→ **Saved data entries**
Content starts

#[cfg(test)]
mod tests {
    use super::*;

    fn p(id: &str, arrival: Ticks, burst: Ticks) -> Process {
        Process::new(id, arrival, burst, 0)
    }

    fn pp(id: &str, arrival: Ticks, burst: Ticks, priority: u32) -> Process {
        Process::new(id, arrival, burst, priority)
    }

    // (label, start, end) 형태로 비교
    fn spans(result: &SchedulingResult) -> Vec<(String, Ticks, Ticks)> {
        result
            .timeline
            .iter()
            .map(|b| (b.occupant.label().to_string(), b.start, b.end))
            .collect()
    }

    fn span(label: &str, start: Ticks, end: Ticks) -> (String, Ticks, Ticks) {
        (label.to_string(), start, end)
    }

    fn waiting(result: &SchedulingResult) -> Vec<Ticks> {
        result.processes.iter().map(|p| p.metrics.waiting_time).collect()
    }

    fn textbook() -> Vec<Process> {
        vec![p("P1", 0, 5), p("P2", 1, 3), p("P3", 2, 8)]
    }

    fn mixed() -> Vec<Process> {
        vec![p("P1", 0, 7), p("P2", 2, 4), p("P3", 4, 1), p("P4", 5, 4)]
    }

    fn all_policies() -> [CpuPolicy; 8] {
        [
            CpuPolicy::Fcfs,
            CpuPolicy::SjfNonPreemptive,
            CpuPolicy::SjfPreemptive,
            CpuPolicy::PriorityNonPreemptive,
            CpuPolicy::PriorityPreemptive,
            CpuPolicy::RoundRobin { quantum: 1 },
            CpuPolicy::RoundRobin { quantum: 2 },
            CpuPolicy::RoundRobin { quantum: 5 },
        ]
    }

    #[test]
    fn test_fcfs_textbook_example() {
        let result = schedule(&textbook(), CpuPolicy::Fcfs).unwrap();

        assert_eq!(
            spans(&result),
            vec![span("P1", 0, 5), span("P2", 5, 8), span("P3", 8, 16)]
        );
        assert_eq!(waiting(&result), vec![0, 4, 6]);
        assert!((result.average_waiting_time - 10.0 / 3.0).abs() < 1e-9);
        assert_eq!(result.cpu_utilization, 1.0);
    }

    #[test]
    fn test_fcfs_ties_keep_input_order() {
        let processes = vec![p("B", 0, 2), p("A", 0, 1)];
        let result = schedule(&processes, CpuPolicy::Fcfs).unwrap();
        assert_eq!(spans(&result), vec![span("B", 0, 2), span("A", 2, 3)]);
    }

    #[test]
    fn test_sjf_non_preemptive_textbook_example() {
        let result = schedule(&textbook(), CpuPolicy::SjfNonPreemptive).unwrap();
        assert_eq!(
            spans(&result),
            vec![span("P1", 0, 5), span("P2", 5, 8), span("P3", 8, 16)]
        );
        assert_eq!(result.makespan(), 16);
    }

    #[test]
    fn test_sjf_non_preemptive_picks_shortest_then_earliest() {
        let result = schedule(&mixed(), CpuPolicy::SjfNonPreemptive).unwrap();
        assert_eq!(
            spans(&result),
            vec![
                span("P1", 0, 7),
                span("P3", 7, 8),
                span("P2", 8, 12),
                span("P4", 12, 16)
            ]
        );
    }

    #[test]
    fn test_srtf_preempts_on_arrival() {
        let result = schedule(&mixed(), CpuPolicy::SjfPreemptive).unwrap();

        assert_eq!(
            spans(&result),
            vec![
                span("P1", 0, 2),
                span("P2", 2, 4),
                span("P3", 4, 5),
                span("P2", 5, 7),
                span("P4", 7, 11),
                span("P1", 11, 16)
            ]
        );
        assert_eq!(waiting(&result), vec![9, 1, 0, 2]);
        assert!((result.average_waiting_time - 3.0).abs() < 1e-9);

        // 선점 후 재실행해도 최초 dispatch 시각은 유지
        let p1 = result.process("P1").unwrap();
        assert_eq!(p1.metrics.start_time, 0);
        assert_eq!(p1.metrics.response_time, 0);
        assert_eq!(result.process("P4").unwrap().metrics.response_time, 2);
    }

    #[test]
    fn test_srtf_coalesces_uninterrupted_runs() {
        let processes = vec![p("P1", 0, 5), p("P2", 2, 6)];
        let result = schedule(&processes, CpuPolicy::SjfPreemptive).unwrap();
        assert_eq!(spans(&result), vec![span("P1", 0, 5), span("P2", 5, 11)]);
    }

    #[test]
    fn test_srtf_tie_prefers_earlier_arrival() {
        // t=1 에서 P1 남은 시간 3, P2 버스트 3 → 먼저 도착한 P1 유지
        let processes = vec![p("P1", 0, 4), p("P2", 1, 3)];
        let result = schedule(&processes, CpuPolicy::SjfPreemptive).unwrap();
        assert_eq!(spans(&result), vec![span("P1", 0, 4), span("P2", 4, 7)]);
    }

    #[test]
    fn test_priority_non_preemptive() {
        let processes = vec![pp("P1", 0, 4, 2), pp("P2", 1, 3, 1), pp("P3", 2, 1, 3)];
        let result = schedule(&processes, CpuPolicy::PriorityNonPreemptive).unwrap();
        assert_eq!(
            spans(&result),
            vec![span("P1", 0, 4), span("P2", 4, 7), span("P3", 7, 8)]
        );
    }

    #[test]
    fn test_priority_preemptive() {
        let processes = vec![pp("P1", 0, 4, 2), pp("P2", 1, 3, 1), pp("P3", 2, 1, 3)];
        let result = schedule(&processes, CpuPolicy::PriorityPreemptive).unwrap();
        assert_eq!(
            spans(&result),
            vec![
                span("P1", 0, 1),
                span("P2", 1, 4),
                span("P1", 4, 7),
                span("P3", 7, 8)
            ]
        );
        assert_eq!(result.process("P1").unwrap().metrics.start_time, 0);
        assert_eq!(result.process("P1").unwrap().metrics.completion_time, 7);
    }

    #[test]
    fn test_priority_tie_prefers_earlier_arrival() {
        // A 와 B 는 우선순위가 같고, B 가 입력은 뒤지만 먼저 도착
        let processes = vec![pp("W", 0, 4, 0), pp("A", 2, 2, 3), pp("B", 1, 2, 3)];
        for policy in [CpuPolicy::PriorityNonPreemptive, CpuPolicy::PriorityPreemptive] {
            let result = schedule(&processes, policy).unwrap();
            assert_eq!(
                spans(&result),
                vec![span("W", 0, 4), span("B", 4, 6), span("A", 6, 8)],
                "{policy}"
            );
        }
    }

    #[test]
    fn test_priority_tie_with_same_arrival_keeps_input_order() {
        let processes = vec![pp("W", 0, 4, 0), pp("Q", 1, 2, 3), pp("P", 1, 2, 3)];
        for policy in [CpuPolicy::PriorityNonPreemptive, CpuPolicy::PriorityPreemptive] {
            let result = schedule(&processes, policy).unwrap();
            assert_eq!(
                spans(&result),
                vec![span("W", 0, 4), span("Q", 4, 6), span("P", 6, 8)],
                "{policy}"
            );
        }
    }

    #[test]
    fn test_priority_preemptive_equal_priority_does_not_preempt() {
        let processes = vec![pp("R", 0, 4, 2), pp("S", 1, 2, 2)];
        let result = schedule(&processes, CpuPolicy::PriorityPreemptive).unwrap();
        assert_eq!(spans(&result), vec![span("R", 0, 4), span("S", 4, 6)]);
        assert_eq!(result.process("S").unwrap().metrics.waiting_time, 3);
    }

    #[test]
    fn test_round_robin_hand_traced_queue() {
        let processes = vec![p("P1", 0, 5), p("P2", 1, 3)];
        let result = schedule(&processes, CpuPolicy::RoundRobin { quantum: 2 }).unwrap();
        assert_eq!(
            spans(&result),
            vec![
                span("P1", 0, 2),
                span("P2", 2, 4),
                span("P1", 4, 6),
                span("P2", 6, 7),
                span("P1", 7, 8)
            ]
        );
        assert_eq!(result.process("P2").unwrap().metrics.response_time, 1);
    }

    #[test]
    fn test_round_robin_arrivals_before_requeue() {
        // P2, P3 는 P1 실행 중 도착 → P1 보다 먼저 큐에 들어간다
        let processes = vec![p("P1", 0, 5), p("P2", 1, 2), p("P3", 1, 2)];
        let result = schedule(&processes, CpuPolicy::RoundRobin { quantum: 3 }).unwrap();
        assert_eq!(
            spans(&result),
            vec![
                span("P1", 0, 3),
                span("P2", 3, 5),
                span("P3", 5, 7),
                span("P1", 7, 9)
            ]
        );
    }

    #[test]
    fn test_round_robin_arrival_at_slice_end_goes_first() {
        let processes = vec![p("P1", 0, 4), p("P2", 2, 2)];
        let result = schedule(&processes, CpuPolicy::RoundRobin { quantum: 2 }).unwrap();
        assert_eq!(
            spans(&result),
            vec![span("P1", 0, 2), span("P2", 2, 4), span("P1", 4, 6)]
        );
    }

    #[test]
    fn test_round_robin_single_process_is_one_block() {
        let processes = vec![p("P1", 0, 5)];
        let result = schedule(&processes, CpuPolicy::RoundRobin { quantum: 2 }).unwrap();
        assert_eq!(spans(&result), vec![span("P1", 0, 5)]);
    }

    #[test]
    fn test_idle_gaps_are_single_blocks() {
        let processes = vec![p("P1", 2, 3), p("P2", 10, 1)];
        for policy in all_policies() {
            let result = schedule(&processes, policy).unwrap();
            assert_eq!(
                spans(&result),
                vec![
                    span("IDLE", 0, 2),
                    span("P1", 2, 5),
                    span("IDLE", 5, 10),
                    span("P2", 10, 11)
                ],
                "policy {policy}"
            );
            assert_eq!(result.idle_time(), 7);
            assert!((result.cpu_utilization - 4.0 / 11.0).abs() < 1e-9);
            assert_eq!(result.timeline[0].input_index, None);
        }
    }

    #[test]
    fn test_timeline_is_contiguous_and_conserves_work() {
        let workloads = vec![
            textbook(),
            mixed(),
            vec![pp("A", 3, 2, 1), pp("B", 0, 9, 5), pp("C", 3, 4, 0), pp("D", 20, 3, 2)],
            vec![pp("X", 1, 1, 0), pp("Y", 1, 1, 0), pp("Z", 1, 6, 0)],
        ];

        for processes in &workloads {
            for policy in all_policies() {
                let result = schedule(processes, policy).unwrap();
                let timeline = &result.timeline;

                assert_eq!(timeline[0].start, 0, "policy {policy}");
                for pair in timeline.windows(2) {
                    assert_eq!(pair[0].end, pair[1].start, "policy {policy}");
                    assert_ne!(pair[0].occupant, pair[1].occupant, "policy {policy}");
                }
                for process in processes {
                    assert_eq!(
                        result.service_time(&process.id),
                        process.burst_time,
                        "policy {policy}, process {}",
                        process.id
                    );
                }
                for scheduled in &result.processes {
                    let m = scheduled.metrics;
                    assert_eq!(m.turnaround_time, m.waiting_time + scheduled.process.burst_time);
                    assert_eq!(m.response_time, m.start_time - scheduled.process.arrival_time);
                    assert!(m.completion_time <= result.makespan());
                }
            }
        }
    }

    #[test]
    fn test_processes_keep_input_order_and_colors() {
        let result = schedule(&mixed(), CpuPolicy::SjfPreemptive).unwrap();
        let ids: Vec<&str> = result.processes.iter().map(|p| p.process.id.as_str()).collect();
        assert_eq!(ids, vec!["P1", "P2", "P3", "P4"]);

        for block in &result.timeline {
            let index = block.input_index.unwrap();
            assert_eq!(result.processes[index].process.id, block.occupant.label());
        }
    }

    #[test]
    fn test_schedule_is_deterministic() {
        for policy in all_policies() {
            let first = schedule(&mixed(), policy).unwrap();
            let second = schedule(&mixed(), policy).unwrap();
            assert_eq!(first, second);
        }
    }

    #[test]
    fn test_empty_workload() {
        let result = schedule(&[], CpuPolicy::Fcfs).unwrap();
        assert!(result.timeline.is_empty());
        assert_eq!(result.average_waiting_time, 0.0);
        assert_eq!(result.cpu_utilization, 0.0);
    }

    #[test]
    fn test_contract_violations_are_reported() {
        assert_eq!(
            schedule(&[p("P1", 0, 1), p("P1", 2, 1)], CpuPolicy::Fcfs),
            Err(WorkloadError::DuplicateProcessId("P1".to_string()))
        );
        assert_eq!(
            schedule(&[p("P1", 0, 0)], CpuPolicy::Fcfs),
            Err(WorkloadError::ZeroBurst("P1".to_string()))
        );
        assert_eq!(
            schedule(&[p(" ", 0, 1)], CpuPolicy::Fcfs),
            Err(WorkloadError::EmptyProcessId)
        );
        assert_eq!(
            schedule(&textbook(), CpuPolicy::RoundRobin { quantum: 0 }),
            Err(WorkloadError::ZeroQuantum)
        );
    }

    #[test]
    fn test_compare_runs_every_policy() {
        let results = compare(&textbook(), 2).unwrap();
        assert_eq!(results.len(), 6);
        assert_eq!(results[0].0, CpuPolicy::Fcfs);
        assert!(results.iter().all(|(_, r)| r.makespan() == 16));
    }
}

Content ends
Content starts

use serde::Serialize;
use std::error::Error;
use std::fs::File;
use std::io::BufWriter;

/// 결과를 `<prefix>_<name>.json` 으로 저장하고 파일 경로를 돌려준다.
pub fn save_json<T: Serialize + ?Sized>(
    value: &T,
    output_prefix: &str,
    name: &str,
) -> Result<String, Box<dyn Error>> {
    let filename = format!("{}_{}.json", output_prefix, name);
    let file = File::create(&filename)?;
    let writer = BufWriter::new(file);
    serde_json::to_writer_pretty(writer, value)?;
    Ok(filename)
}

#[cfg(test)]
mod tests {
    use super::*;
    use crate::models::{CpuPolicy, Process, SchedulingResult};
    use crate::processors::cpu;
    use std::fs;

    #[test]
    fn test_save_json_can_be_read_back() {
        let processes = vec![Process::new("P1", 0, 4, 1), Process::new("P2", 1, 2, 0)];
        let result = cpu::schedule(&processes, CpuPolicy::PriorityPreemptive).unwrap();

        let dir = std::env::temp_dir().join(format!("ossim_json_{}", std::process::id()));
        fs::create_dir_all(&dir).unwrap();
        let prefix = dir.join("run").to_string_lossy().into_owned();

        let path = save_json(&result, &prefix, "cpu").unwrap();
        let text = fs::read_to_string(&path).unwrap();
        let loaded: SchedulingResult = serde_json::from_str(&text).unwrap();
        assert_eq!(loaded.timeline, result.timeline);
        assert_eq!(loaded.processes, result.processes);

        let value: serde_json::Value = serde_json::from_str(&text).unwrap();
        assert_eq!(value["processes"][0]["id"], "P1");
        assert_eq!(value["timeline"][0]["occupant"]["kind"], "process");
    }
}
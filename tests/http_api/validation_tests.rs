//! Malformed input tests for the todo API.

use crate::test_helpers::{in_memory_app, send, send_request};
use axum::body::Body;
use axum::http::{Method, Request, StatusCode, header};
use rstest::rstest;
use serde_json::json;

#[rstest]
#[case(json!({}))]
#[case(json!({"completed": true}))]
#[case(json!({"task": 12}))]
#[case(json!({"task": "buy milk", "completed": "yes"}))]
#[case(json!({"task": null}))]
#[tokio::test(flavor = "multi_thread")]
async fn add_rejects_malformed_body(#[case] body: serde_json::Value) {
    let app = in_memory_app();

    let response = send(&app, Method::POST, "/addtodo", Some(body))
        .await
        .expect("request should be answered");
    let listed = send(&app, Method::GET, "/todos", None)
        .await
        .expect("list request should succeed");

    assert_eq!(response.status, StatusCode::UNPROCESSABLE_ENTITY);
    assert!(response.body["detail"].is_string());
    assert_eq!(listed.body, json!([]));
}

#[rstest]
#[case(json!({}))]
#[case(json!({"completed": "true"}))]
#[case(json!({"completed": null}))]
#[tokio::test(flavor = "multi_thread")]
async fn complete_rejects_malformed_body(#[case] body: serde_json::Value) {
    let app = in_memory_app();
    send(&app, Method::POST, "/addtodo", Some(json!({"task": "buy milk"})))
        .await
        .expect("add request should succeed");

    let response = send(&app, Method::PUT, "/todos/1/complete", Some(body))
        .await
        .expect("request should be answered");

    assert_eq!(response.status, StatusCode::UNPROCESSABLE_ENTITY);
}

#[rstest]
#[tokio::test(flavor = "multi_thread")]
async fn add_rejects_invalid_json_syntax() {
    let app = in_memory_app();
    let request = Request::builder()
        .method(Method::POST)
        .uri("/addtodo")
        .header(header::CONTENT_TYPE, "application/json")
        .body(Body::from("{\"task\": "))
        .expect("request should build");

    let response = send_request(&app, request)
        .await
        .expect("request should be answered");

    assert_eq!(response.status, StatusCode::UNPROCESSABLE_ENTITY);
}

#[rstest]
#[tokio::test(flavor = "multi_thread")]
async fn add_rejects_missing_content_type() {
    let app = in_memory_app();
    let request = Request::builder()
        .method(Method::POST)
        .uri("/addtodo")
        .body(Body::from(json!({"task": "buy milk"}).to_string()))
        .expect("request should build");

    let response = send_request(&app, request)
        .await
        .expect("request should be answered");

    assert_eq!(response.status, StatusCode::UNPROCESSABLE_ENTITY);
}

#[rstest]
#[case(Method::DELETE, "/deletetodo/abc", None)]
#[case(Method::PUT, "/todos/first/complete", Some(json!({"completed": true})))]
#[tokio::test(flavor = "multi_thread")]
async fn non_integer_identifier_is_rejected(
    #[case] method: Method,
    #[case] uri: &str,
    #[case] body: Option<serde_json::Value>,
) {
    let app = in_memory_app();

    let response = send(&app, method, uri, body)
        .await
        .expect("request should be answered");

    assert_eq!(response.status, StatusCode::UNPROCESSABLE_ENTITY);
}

Content ends

→ **Directions**
All lines in the records that contain "tests" are to be copied and returned.

→ **Answer to this exercise**
mod tests {
mod tests {
filename tests/http_api/validation_tests.rs
//! Malformed input tests for the todo API.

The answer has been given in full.